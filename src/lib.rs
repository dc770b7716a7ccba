//! # digitar
//!
//! Packs a directory tree into a single text artifact and restores the files
//! byte-for-byte from it.
//!
//! ## Format
//!
//! Every file becomes one record: a header line holding its relative path,
//! followed by its contents written as binary digits, eight per byte, most
//! significant bit first, and a blank line:
//!
//! ```text
//! --- a.txt ---
//! 0100100001101001
//!
//! --- dir/x.bin ---
//! 00000001
//!
//! ```
//!
//! Paths use `/` as separator. The stream has no header, footer, count or
//! checksum; it ends where the input ends. Text before the first record is
//! ignored.
//!
//! ## Failure policy
//!
//! A bad record (broken framing, invalid digits, a path leaving the
//! destination root) is skipped and reported while the rest of the archive is
//! processed. Only failures of the stream itself are fatal.
//!
//! ## Compression
//!
//! Whole streams may be gzip compressed. The decoder detects gzip input by its
//! magic bytes.
//!
//! ```
//! use digitar::{Archive, Decoder, Encoder, Entry};
//!
//! let mut archive = Archive::new();
//! archive.add_entry(Entry::new("a.txt", "Hi")).unwrap();
//!
//! let text = Encoder::new().encode(&archive);
//! assert_eq!(text, "--- a.txt ---\n0100100001101001\n\n");
//!
//! let (decoded, skipped) = Decoder::new().decode(&text).unwrap();
//! assert!(skipped.is_empty());
//! assert_eq!(decoded.entries(), archive.entries());
//! ```

pub mod archive;
pub mod codec;
pub mod compression;
pub mod decoder;
pub mod encoder;
pub mod error;
pub mod report;
pub mod walk;

pub use archive::{normalize_path, Archive, Entry};
pub use compression::Compression;
pub use decoder::{Decoder, Records};
pub use encoder::Encoder;
pub use error::{EntryError, Error, Result};
pub use report::{ArchiveReport, ExtractReport};
pub use walk::WalkConfig;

================================

# ACTIVITY
Give back the material above in full, exactly as it reads.

# THE ANSWER
filename src/lib.rs
repository dc770b7716a7ccba
//! # digitar
//!
//! Packs a directory tree into a single text artifact and restores the files
//! byte-for-byte from it.
//!
//! ## Format
//!
//! Every file becomes one record: a header line holding its relative path,
//! followed by its contents written as binary digits, eight per byte, most
//! significant bit first, and a blank line:
//!
//! ```text
//! --- a.txt ---
//! 0100100001101001
//!
//! --- dir/x.bin ---
//! 00000001
//!
//! ```
//!
//! Paths use `/` as separator. The stream has no header, footer, count or
//! checksum; it ends where the input ends. Text before the first record is
//! ignored.
//!
//! ## Failure policy
//!
//! A bad record (broken framing, invalid digits, a path leaving the
//! destination root) is skipped and reported while the rest of the archive is
//! processed. Only failures of the stream itself are fatal.
//!
//! ## Compression
//!
//! Whole streams may be gzip compressed. The decoder detects gzip input by its
//! magic bytes.
//!
//! ```
//! use digitar::{Archive, Decoder, Encoder, Entry};
//!
//! let mut archive = Archive::new();
//! archive.add_entry(Entry::new("a.txt", "Hi")).unwrap();
//!
//! let text = Encoder::new().encode(&archive);
//! assert_eq!(text, "--- a.txt ---\n0100100001101001\n\n");
//!
//! let (decoded, skipped) = Decoder::new().decode(&text).unwrap();
//! assert!(skipped.is_empty());
//! assert_eq!(decoded.entries(), archive.entries());
//! ```

pub mod archive;
pub mod codec;
pub mod compression;
pub mod decoder;
pub mod encoder;
pub mod error;
pub mod report;
pub mod walk;

pub use archive::{normalize_path, Archive, Entry};
pub use compression::Compression;
pub use decoder::{Decoder, Records};
pub use encoder::Encoder;
pub use error::{EntryError, Error, Result};
pub use report::{ArchiveReport, ExtractReport};
pub use walk::WalkConfig;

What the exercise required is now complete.